Paquistão diz que norte-americano preso tem imunidade

Um norte-americano detido por matar dois paquistaneses está protegido sob a condição de imunidade diplomática, disse uma autoridade paquistanesa nesta quarta-feira. Ele acrescentou, no entanto, que os tribunais teriam a palavra final sobre o assunto, que provocou mais um conflito na instável aliança entre Estados Unidos e Paquistão.

CHRIS ALLBRITTON, REUTERS

16 de fevereiro de 2011 | 11h54

Apesar de sinais indicando que o governo paquistanês pode estar cedendo às pressões de Washington para libertar Raymond Davis -- um funcionário do consulado norte-americano que atirou contra dois homens no mês passado, alegando ter sido uma tentativa de roubo --, o destino de Davis ainda é incerto.
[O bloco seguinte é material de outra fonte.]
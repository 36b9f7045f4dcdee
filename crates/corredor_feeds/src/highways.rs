use corredor_routing::congestion::HighwaySegment;
use corredor_routing::error::FeedError;
use corredor_routing::geopoint::GeoPoint;
use serde::Deserialize;

use crate::error::FeedClientError;

#[derive(Deserialize)]
struct HighwayRecord {
    #[serde(rename = "Tram")]
    id: i64,
    #[serde(rename = "Coordenades")]
    coordinates: String,
}

/// `x1,y1,x2,y2,...` longitude/latitude pairs.
fn parse_coordinates(line: usize, value: &str) -> Result<Vec<GeoPoint>, FeedError> {
    let values = value
        .split(',')
        .map(|v| {
            v.trim().parse::<f64>().map_err(|_| FeedError::Malformed {
                line,
                reason: format!("invalid coordinate \"{v}\""),
            })
        })
        .collect::<Result<Vec<f64>, FeedError>>()?;

    if values.len() % 2 != 0 {
        return Err(FeedError::Malformed {
            line,
            reason: "odd number of coordinate values".to_string(),
        });
    }

    values
        .chunks_exact(2)
        .map(|pair| {
            let point = GeoPoint::new(pair[1], pair[0]);
            if point.is_valid() {
                Ok(point)
            } else {
                Err(FeedError::Malformed {
                    line,
                    reason: format!("coordinate out of range \"{},{}\"", pair[0], pair[1]),
                })
            }
        })
        .collect()
}

/// Parses the highway geometry CSV (`Tram,Tram_Components,Coordenades`).
/// The result is sorted by ascending segment id.
pub fn parse_highways(content: &str) -> Result<Vec<HighwaySegment>, FeedClientError> {
    let mut reader = csv::ReaderBuilder::new()
        .has_headers(true)
        .trim(csv::Trim::All)
        .from_reader(content.as_bytes());

    let mut highways = vec![];

    for (i, record) in reader.deserialize::<HighwayRecord>().enumerate() {
        let record = record?;
        // header is line 1
        let coordinates = parse_coordinates(i + 2, &record.coordinates)?;
        highways.push(HighwaySegment {
            id: record.id,
            coordinates,
        });
    }

    highways.sort_by_key(|highway| highway.id);
    Ok(highways)
}

#[cfg(test)]
mod tests {
    use super::*;

    const CSV: &str = "Tram,Tram_Components,Coordenades
2,Diagonal (Ronda de Dalt a Doctor Marañón),\"2.112035,41.384191,2.101502,41.376889\"
1,Diagonal (Doctor Marañón a Ronda de Dalt),\"2.101256,41.376738,2.111944,41.384050,2.112100,41.384200\"
";

    #[test]
    fn test_parse_highways() {
        let highways = parse_highways(CSV).unwrap();

        assert_eq!(highways.len(), 2);
        assert_eq!(highways[0].id, 1);
        assert_eq!(highways[0].coordinates.len(), 3);
        assert_eq!(highways[1].coordinates[0], GeoPoint::new(41.384191, 2.112035));
    }

    #[test]
    fn test_odd_coordinates_are_malformed() {
        let csv = "Tram,Tram_Components,Coordenades\n1,x,\"2.1,41.3,2.2\"\n";
        assert!(matches!(
            parse_highways(csv),
            Err(FeedClientError::Feed(FeedError::Malformed { line: 2, .. }))
        ));
    }

    #[test]
    fn test_invalid_coordinate_is_malformed() {
        let csv = "Tram,Tram_Components,Coordenades\n1,x,\"2.1,north\"\n";
        assert!(matches!(
            parse_highways(csv),
            Err(FeedClientError::Feed(FeedError::Malformed { .. }))
        ));
    }

    #[test]
    fn test_out_of_range_coordinate_is_malformed() {
        let csv = "Tram,Tram_Components,Coordenades\n1,x,\"2.1,41.3\"\n2,y,\"2.1,95.0,2.2,41.3\"\n";
        assert!(matches!(
            parse_highways(csv),
            Err(FeedClientError::Feed(FeedError::Malformed { line: 3, .. }))
        ));
    }

    #[test]
    fn test_invalid_id_is_csv_error() {
        let csv = "Tram,Tram_Components,Coordenades\nabc,x,\"2.1,41.3\"\n";
        assert!(matches!(parse_highways(csv), Err(FeedClientError::Csv(_))));
    }
}
use rayon::prelude::*;

use crate::congestion::CongestionLevel;
use crate::constants::{CONGESTION_FACTORS, MIN_ITIME};
use crate::distance::{Distance, Kilometers, Meters};
use crate::graph::{StreetEdge, StreetGraph};
use crate::speed::DeclaredSpeed;

/// Travel time in hours: `length_km / speed_kmh * factor[level]`.
pub fn calculate_itime(
    distance: Distance<Meters>,
    speed: &DeclaredSpeed,
    congestion: CongestionLevel,
) -> f64 {
    let length_km = distance.convert::<Kilometers>().value();
    let itime = length_km / speed.effective_speed_kmh() * CONGESTION_FACTORS[congestion.index()];

    itime.max(MIN_ITIME)
}

pub fn edge_itime(edge: &StreetEdge, congestion: CongestionLevel) -> f64 {
    calculate_itime(edge.distance(), edge.speed(), congestion)
}

/// Costs every edge of `graph` given one congestion level per edge.
pub fn calculate_itimes(graph: &StreetGraph, congestion: &[CongestionLevel]) -> Vec<f64> {
    debug_assert_eq!(graph.edge_count(), congestion.len());

    graph
        .edges()
        .par_iter()
        .zip(congestion.par_iter())
        .map(|(edge, level)| edge_itime(edge, *level))
        .collect()
}
mod app;
mod config;
mod debug;
mod error;
mod route;
mod snapshot;
mod state;

use crate::app::app;
use crate::config::AppConfig;
use crate::state::AppState;
use anyhow::Context;
use axum::serve;
use corredor_feeds::nominatim::{NominatimGeocoder, NominatimParams};
use corredor_feeds::open_data_feed::{OpenDataFeed, OpenDataFeedParams};
use corredor_routing::graph_store::{GraphStore, JsonGraphStore};
use corredor_routing::location_index::LocationIndex;
use corredor_routing::refresh::{RefreshParams, RefreshScheduler};
use corredor_routing::router::Router;
use corredor_routing::snapshot::{GraphSnapshot, SnapshotManager};
use std::sync::Arc;
use tokio::sync::watch;
use tracing::info;

use mimalloc::MiMalloc;

#[global_allocator]
static GLOBAL: MiMalloc = MiMalloc;

#[tokio::main]
async fn main() -> anyhow::Result<()> {
    dotenvy::from_filename("./.env.local").ok();
    let config = AppConfig::from_env()?;
    tracing_subscriber::fmt()
        .with_max_level(config.log_level)
        .init();

    let graph = JsonGraphStore::new(&config.graph_path)
        .load()
        .with_context(|| format!("failed to load graph {}", config.graph_path.display()))?;
    let graph = Arc::new(graph);
    let index = Arc::new(LocationIndex::build_from_graph(&graph));
    let manager = Arc::new(SnapshotManager::new(GraphSnapshot::initial(graph, index)));

    let feed = OpenDataFeed::new(OpenDataFeedParams {
        highways_url: config.highways_url.clone(),
        congestions_url: config.congestions_url.clone(),
        request_timeout: config.feed_timeout,
    })?;

    let geocoder = NominatimGeocoder::new(NominatimParams {
        url: config.geocoder_url.clone(),
        context: config.geocoder_context.clone(),
        ..NominatimParams::default()
    })?;

    let (shutdown_tx, shutdown_rx) = watch::channel(false);

    let scheduler = RefreshScheduler::new(
        feed,
        Arc::clone(&manager),
        RefreshParams {
            interval: config.refresh_interval,
            feed_timeout: config.feed_timeout,
        },
    );
    let refresh_handle = scheduler.spawn(shutdown_rx);

    let state = Arc::new(AppState {
        router: Router::new(manager, geocoder),
    });

    let listener = tokio::net::TcpListener::bind(config.bind_addr)
        .await
        .with_context(|| format!("failed to bind {}", config.bind_addr))?;
    info!(addr = %config.bind_addr, "Listening");

    serve(listener, app(state))
        .with_graceful_shutdown(async move {
            tokio::signal::ctrl_c().await.ok();
            info!("Shutting down");
            shutdown_tx.send(true).ok();
        })
        .await?;

    refresh_handle.await?;

    Ok(())
}
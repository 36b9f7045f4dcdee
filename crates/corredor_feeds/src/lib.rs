pub mod congestions;
pub mod error;
pub mod highways;
pub mod nominatim;
pub mod open_data_feed;
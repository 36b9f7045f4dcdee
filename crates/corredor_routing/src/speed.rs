use serde::{Deserialize, Deserializer, Serialize};

use crate::constants::{DEFAULT_SPEED_KMH, MPH_TO_KPH};

/// Posted speed limit(s) of a street, in km/h.
#[derive(Debug, Clone, PartialEq, Default, Serialize)]
#[serde(untagged)]
pub enum DeclaredSpeed {
    #[default]
    Missing,
    Single(f64),
    Multiple(Vec<f64>),
}

impl DeclaredSpeed {
    pub fn from_values(values: Vec<f64>) -> Self {
        let mut values: Vec<f64> = values
            .into_iter()
            .filter(|v| v.is_finite() && *v > 0.0)
            .collect();

        match values.len() {
            0 => DeclaredSpeed::Missing,
            1 => DeclaredSpeed::Single(values.remove(0)),
            _ => DeclaredSpeed::Multiple(values),
        }
    }

    pub fn effective_speed_kmh(&self) -> f64 {
        match self {
            DeclaredSpeed::Missing => DEFAULT_SPEED_KMH,
            DeclaredSpeed::Single(speed) => *speed,
            DeclaredSpeed::Multiple(speeds) if speeds.is_empty() => DEFAULT_SPEED_KMH,
            DeclaredSpeed::Multiple(speeds) => speeds.iter().sum::<f64>() / speeds.len() as f64,
        }
    }
}

// https://wiki.openstreetmap.org/wiki/Key:maxspeed
pub fn parse_max_speed(value: &str) -> Option<f64> {
    let value = value.trim();
    match value {
        "walk" => Some(5.0),
        "none" => Some(150.0),
        _ => {
            if let Some(mph) = value.strip_suffix("mph") {
                mph.trim().parse::<f64>().ok().map(|v| v * MPH_TO_KPH)
            } else {
                value
                    .strip_suffix("km/h")
                    .unwrap_or(value)
                    .trim()
                    .parse::<f64>()
                    .ok()
            }
        }
    }
}

#[derive(Deserialize)]
#[serde(untagged)]
enum RawSpeedValue {
    Number(f64),
    Text(String),
}

impl RawSpeedValue {
    fn kmh(&self) -> Option<f64> {
        match self {
            RawSpeedValue::Number(v) => Some(*v),
            RawSpeedValue::Text(text) => parse_max_speed(text),
        }
    }
}

#[derive(Deserialize)]
#[serde(untagged)]
enum RawSpeed {
    One(RawSpeedValue),
    Many(Vec<RawSpeedValue>),
    Other(serde_json::Value),
}

impl<'de> Deserialize<'de> for DeclaredSpeed {
    fn deserialize<D: Deserializer<'de>>(deserializer: D) -> Result<Self, D::Error> {
        let raw = Option::<RawSpeed>::deserialize(deserializer)?;

        let values = match raw {
            None | Some(RawSpeed::Other(_)) => vec![],
            Some(RawSpeed::One(value)) => value.kmh().into_iter().collect(),
            Some(RawSpeed::Many(values)) => values.iter().filter_map(RawSpeedValue::kmh).collect(),
        };

        Ok(DeclaredSpeed::from_values(values))
    }
}

#[cfg(test)]
mod tests {
    use super::*;

    #[test]
    fn test_effective_speed_of_multiple_is_mean() {
        let speed = DeclaredSpeed::Multiple(vec![30.0, 40.0, 50.0]);
        assert_eq!(speed.effective_speed_kmh(), 40.0);
    }

    #[test]
    fn test_missing_speed_falls_back_to_default() {
        assert_eq!(DeclaredSpeed::Missing.effective_speed_kmh(), 20.0);
    }

    #[test]
    fn test_parse_max_speed() {
        assert_eq!(parse_max_speed("50"), Some(50.0));
        assert_eq!(parse_max_speed("walk"), Some(5.0));
        assert_eq!(parse_max_speed("none"), Some(150.0));
        assert_eq!(parse_max_speed("30 km/h"), Some(30.0));
        assert!((parse_max_speed("20 mph").unwrap() - 32.1868).abs() < 1e-9);
        assert_eq!(parse_max_speed("signals"), None);
    }

    #[test]
    fn test_deserialize_variants() {
        let single: DeclaredSpeed = serde_json::from_str("\"30\"").unwrap();
        assert_eq!(single, DeclaredSpeed::Single(30.0));

        let number: DeclaredSpeed = serde_json::from_str("50").unwrap();
        assert_eq!(number, DeclaredSpeed::Single(50.0));

        let multiple: DeclaredSpeed = serde_json::from_str("[\"30\", 50]").unwrap();
        assert_eq!(multiple, DeclaredSpeed::Multiple(vec![30.0, 50.0]));

        let null: DeclaredSpeed = serde_json::from_str("null").unwrap();
        assert_eq!(null, DeclaredSpeed::Missing);
    }

    #[test]
    fn test_malformed_speed_is_missing() {
        let garbage: DeclaredSpeed = serde_json::from_str("\"fast\"").unwrap();
        assert_eq!(garbage, DeclaredSpeed::Missing);

        let partial: DeclaredSpeed = serde_json::from_str("[\"fast\", \"40\"]").unwrap();
        assert_eq!(partial, DeclaredSpeed::Single(40.0));

        let object: DeclaredSpeed = serde_json::from_str("{\"a\": 1}").unwrap();
        assert_eq!(object, DeclaredSpeed::Missing);
    }
}
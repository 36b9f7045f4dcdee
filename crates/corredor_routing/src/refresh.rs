use std::future::Future;
use std::sync::Arc;
use std::time::Duration;

use tokio::sync::watch;
use tokio::task::JoinHandle;
use tokio::time::MissedTickBehavior;
use tracing::{info, warn};

use crate::congestion::TrafficSegment;
use crate::error::FeedError;
use crate::snapshot::{GraphSnapshot, SnapshotManager};

/// Live congestion readings joined with their segment geometry.
pub trait CongestionFeed: Send + Sync + 'static {
    fn fetch_segments(
        &self,
    ) -> impl Future<Output = Result<Vec<TrafficSegment>, FeedError>> + Send;
}

#[derive(Debug, Clone, Copy)]
pub struct RefreshParams {
    pub interval: Duration,
    pub feed_timeout: Duration,
}

impl Default for RefreshParams {
    fn default() -> Self {
        RefreshParams {
            interval: Duration::from_secs(5 * 60),
            feed_timeout: Duration::from_secs(30),
        }
    }
}

/// Periodically rebuilds congestion costs off to the side and publishes them
/// as a new snapshot. A failed cycle publishes nothing.
pub struct RefreshScheduler<F> {
    feed: F,
    manager: Arc<SnapshotManager>,
    params: RefreshParams,
}

impl<F: CongestionFeed> RefreshScheduler<F> {
    pub fn new(feed: F, manager: Arc<SnapshotManager>, params: RefreshParams) -> Self {
        RefreshScheduler {
            feed,
            manager,
            params,
        }
    }

    /// Runs a single fetch/map/cost/publish cycle and returns the published
    /// version.
    pub async fn refresh_once(&self) -> Result<u64, FeedError> {
        let segments = tokio::time::timeout(self.params.feed_timeout, self.feed.fetch_segments())
            .await
            .map_err(|_| FeedError::Timeout(self.params.feed_timeout))??;

        let current = self.manager.current();
        let graph = Arc::clone(current.graph());
        let index = Arc::clone(current.index());
        let version = self.manager.next_version();
        drop(current);

        let snapshot = tokio::task::spawn_blocking(move || {
            GraphSnapshot::build(graph, index, &segments, version)
        })
        .await
        .map_err(|err| FeedError::Task(err.to_string()))?;

        if !self.manager.publish(snapshot) {
            return Err(FeedError::Task(format!(
                "snapshot {version} was superseded before publication"
            )));
        }

        Ok(version)
    }

    /// Refreshes immediately, then every `interval`, until `shutdown` changes
    /// or its sender is dropped.
    pub async fn run(self, mut shutdown: watch::Receiver<bool>) {
        let mut interval = tokio::time::interval(self.params.interval);
        interval.set_missed_tick_behavior(MissedTickBehavior::Delay);

        info!(interval = ?self.params.interval, "Starting congestion refresh");

        loop {
            tokio::select! {
                _ = interval.tick() => {
                    match self.refresh_once().await {
                        Ok(version) => info!(version, "Congestion refresh completed"),
                        Err(err) => warn!(%err, "Congestion refresh aborted, keeping current snapshot"),
                    }
                }
                _ = shutdown.changed() => {
                    info!("Stopping congestion refresh");
                    break;
                }
            }
        }
    }

    pub fn spawn(self, shutdown: watch::Receiver<bool>) -> JoinHandle<()> {
        tokio::spawn(self.run(shutdown))
    }
}
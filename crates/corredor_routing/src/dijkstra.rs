use std::cmp::Ordering;
use std::collections::BinaryHeap;

use fxhash::FxHashMap;
use tracing::trace;

use crate::constants::{INVALID_EDGE, INVALID_NODE};
use crate::error::RoutingError;
use crate::graph::StreetGraph;
use crate::weighting::{Weight, Weighting};

#[derive(Copy, Clone, Debug)]
struct HeapItem {
    node_id: usize,
    weight: Weight,
}

impl PartialEq for HeapItem {
    fn eq(&self, other: &HeapItem) -> bool {
        self.cmp(other) == Ordering::Equal
    }
}

impl Eq for HeapItem {}

impl PartialOrd for HeapItem {
    fn partial_cmp(&self, other: &HeapItem) -> Option<Ordering> {
        Some(self.cmp(other))
    }
}

impl Ord for HeapItem {
    fn cmp(&self, other: &Self) -> Ordering {
        // Flip weight to make this a min-heap
        other
            .weight
            .total_cmp(&self.weight)
            .then_with(|| other.node_id.cmp(&self.node_id))
    }
}

struct NodeData {
    weight: Weight,
    settled: bool,
    parent: usize,
    edge_id: usize, // Edge ID from parent to current node
}

impl NodeData {
    fn new() -> Self {
        NodeData {
            settled: false,
            weight: Weight::INFINITY,
            parent: INVALID_NODE,
            edge_id: INVALID_EDGE,
        }
    }
}

#[derive(Debug, Clone, PartialEq)]
pub struct ShortestPath {
    pub nodes: Vec<usize>,
    pub edges: Vec<usize>,
    pub weight: Weight,
}

pub struct Dijkstra {
    heap: BinaryHeap<HeapItem>,
    // Sparse: most searches only touch a small part of the city.
    data: FxHashMap<usize, NodeData>,
}

impl Default for Dijkstra {
    fn default() -> Self {
        Self::new()
    }
}

impl Dijkstra {
    pub fn new() -> Self {
        Dijkstra {
            heap: BinaryHeap::with_capacity(1024),
            data: FxHashMap::default(),
        }
    }

    fn init(&mut self, start: usize) {
        self.heap.clear();
        self.data.clear();
        self.heap.push(HeapItem {
            node_id: start,
            weight: 0.0,
        });
        self.update_node_data(start, 0.0, INVALID_NODE, INVALID_EDGE);
    }

    fn update_node_data(&mut self, node: usize, weight: Weight, parent: usize, edge_id: usize) {
        let data = self.data.entry(node).or_insert_with(NodeData::new);
        data.weight = weight;
        data.parent = parent;
        data.edge_id = edge_id;
    }

    #[inline(always)]
    fn is_settled(&self, node: usize) -> bool {
        self.data.get(&node).is_some_and(|data| data.settled)
    }

    #[inline(always)]
    fn current_shortest_weight(&self, node: usize) -> Weight {
        self.data
            .get(&node)
            .map_or(Weight::INFINITY, |data| data.weight)
    }

    fn build_path(&self, end: usize) -> ShortestPath {
        let mut nodes = vec![end];
        let mut edges = vec![];

        let mut node = end;
        while let Some(data) = self.data.get(&node) {
            if data.parent == INVALID_NODE {
                break;
            }
            edges.push(data.edge_id);
            nodes.push(data.parent);
            node = data.parent;
        }

        nodes.reverse();
        edges.reverse();

        ShortestPath {
            nodes,
            edges,
            weight: self.current_shortest_weight(end),
        }
    }

    pub fn calc_path(
        &mut self,
        graph: &StreetGraph,
        weighting: &impl Weighting,
        start: usize,
        end: usize,
    ) -> Result<Option<ShortestPath>, RoutingError> {
        if start >= graph.node_count() {
            return Err(RoutingError::InvalidNode(start));
        }

        if end >= graph.node_count() {
            return Err(RoutingError::InvalidNode(end));
        }

        self.init(start);

        let mut iterations = 0;

        while let Some(HeapItem { node_id, weight }) = self.heap.pop() {
            if self.is_settled(node_id) {
                continue;
            }

            if weight > self.current_shortest_weight(node_id) {
                continue;
            }

            if let Some(data) = self.data.get_mut(&node_id) {
                data.settled = true;
            }
            iterations += 1;

            if node_id == end {
                break;
            }

            for &edge_id in graph.node_edges(node_id) {
                let adj_node = graph.edge(edge_id).end_node();

                if self.is_settled(adj_node) {
                    continue;
                }

                let Some(edge_weight) = weighting.calc_edge_weight(graph, edge_id) else {
                    continue;
                };

                let next_weight = weight + edge_weight;

                if next_weight < self.current_shortest_weight(adj_node) {
                    self.update_node_data(adj_node, next_weight, node_id, edge_id);
                    self.heap.push(HeapItem {
                        weight: next_weight,
                        node_id: adj_node,
                    });
                }
            }
        }

        trace!(iterations, "Dijkstra finished");

        if !self.is_settled(end) {
            return Ok(None);
        }

        Ok(Some(self.build_path(end)))
    }
}
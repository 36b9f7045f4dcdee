//! Projects traffic segment readings onto street graph edges.
//!
//! Segment geometries come from an independent survey and rarely line up
//! with graph nodes. Every vertex of a segment is snapped to its nearest
//! node and consecutive snapped nodes are joined by the shortest path by
//! length. The edges of those paths form the segment's corridor. This is a
//! best-effort alignment, not an exact spatial join.

use rayon::prelude::*;
use tracing::debug;

use crate::congestion::{CongestionLevel, TrafficSegment};
use crate::dijkstra::Dijkstra;
use crate::graph::StreetGraph;
use crate::location_index::LocationIndex;
use crate::weighting::LengthWeighting;

/// Edges judged to physically correspond to `segment`, in travel order.
pub fn segment_corridor(
    graph: &StreetGraph,
    index: &LocationIndex,
    dijkstra: &mut Dijkstra,
    segment: &TrafficSegment,
) -> Vec<usize> {
    if segment.coordinates.len() < 2 {
        return vec![];
    }

    let mut snapped: Vec<usize> = segment
        .coordinates
        .iter()
        .filter_map(|point| index.closest_node(point))
        .collect();
    snapped.dedup();

    let mut corridor = vec![];

    for pair in snapped.windows(2) {
        let (from, to) = (pair[0], pair[1]);

        match dijkstra.calc_path(graph, &LengthWeighting, from, to) {
            Ok(Some(path)) => corridor.extend(path.edges),
            Ok(None) => {
                debug!(segment_id = segment.id, from, to, "No corridor between snapped nodes");
            }
            Err(err) => {
                debug!(segment_id = segment.id, %err, "Skipping corridor pair");
            }
        }
    }

    corridor
}

/// Returns one congestion level per edge of `graph`. Edges covered by no
/// segment stay at level 0. Where corridors overlap the segment with the
/// highest id wins, independently of the input order.
pub fn map_congestion(
    graph: &StreetGraph,
    index: &LocationIndex,
    segments: &[TrafficSegment],
) -> Vec<CongestionLevel> {
    let mut ordered: Vec<&TrafficSegment> = segments.iter().collect();
    ordered.sort_by_key(|segment| segment.id);

    let corridors: Vec<(CongestionLevel, Vec<usize>)> = ordered
        .par_iter()
        .map_init(Dijkstra::new, |dijkstra, segment| {
            (
                segment.level,
                segment_corridor(graph, index, dijkstra, segment),
            )
        })
        .collect();

    let mut congestion = vec![CongestionLevel::NO_DATA; graph.edge_count()];
    let mut touched = 0;

    for (level, corridor) in corridors {
        touched += corridor.len();
        for edge_id in corridor {
            congestion[edge_id] = level;
        }
    }

    debug!(
        segments = segments.len(),
        edges = touched,
        "Mapped congestion onto street graph"
    );

    congestion
}
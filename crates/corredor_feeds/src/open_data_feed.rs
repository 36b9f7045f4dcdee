use std::time::Duration;

use corredor_routing::congestion::{HighwaySegment, TrafficSegment, join_segments};
use corredor_routing::error::FeedError;
use corredor_routing::refresh::CongestionFeed;
use tokio::sync::OnceCell;
use tracing::{debug, info};

use crate::congestions::parse_congestions;
use crate::error::FeedClientError;
use crate::highways::parse_highways;

pub const BARCELONA_HIGHWAYS_URL: &str = "https://opendata-ajuntament.barcelona.cat/data/dataset/1090983a-1c40-4609-8620-14ad49aae3ab/resource/1d6c814c-70ef-4147-aa16-a49ddb952f72/download/transit_relacio_trams.csv";
pub const BARCELONA_CONGESTIONS_URL: &str = "https://opendata-ajuntament.barcelona.cat/data/dataset/8319c2b1-4c21-4962-9acd-6db4c5ff1148/resource/2d456eb5-4ea6-4f68-9794-2f3f1a58a933/download";

pub struct OpenDataFeedParams {
    pub highways_url: String,
    pub congestions_url: String,
    pub request_timeout: Duration,
}

impl Default for OpenDataFeedParams {
    fn default() -> Self {
        OpenDataFeedParams {
            highways_url: BARCELONA_HIGHWAYS_URL.to_string(),
            congestions_url: BARCELONA_CONGESTIONS_URL.to_string(),
            request_timeout: Duration::from_secs(30),
        }
    }
}

/// Barcelona open-data traffic feed. Highway geometry is static and fetched
/// once; congestion readings are fetched on every call.
pub struct OpenDataFeed {
    params: OpenDataFeedParams,
    client: reqwest::Client,
    highways: OnceCell<Vec<HighwaySegment>>,
}

impl OpenDataFeed {
    pub fn new(params: OpenDataFeedParams) -> Result<Self, FeedClientError> {
        let client = reqwest::Client::builder()
            .timeout(params.request_timeout)
            .build()?;

        Ok(Self {
            params,
            client,
            highways: OnceCell::new(),
        })
    }

    async fn fetch_text(&self, url: &str) -> Result<String, FeedClientError> {
        let response = self.client.get(url).send().await?;

        let status = response.status();
        if !status.is_success() {
            return Err(FeedClientError::Api {
                status: status.as_u16(),
            });
        }

        Ok(response.text().await?)
    }

    pub async fn highways(&self) -> Result<&[HighwaySegment], FeedClientError> {
        let highways = self
            .highways
            .get_or_try_init(|| async {
                let content = self.fetch_text(&self.params.highways_url).await?;
                let highways = parse_highways(&content)?;
                info!(count = highways.len(), "Fetched highway geometry");
                Ok::<_, FeedClientError>(highways)
            })
            .await?;

        Ok(highways)
    }
}

impl CongestionFeed for OpenDataFeed {
    async fn fetch_segments(&self) -> Result<Vec<TrafficSegment>, FeedError> {
        let highways = self.highways().await?;

        let content = self.fetch_text(&self.params.congestions_url).await?;
        let readings = parse_congestions(&content)?;
        debug!(count = readings.len(), "Fetched congestion readings");

        Ok(join_segments(highways, &readings))
    }
}
//! Response envelope decoder
//!
//! Turns a status code and raw body into either the endpoint's success
//! shape or a classified error.
//!
//! # Overview
//!
//! | Status | Body | Outcome |
//! |---|---|---|
//! | 200 | matches shape | decoded value |
//! | 200 | anything else | `MalformedResponse` |
//! | other | `{"success": false, "msg": m}` | `Api(m)` |
//! | other | `{"success": true, "msg": _}` | `Api("<code> <reason>")` |
//! | other | anything else | `UnstructuredApi(status, body)` |

mod envelope;
mod types;

pub use envelope::{decode_envelope, decode_error_body, decode_response, status_text};
pub use types::{
    AssetsPage, CollectionsPage, ErrorResponse, EventsPage, ListingsPage, OrdersPage,
    OrdersV2Page, PageEnvelope, SingleCollection,
};

#[cfg(test)]
mod tests;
As mortes suscitaram um forte sentimento anti-americano no país, que poderia ameaçar o impopular governo.

O Tribunal Superior de Lahore realizará mais uma audiência nesta quinta-feira, e os Estados Unidos devem apresentar documentos para certificar que Davis tem imunidade diplomática e, portanto, deveria ser libertado.

Mas uma autoridade paquistanesa afirmou que isso não garantiria a sua libertação.

"Apresentaremos ao tribunal as leis e regras relevantes sobre imunidade e defenderemos que, segundo evidências aparentes, é um caso de imunidade diplomática. Mas será uma decisão do tribunal", disse a autoridade, sob condição de anonimato.

A disputa sobre o cidadão norte-americano é a mais recente em uma série de tensões na relação entre os dois países, que deveriam estar cooperando para combater uma insurgência islamista que realizou ataques contra soldados norte-americanos no Afeganistão, país vizinho.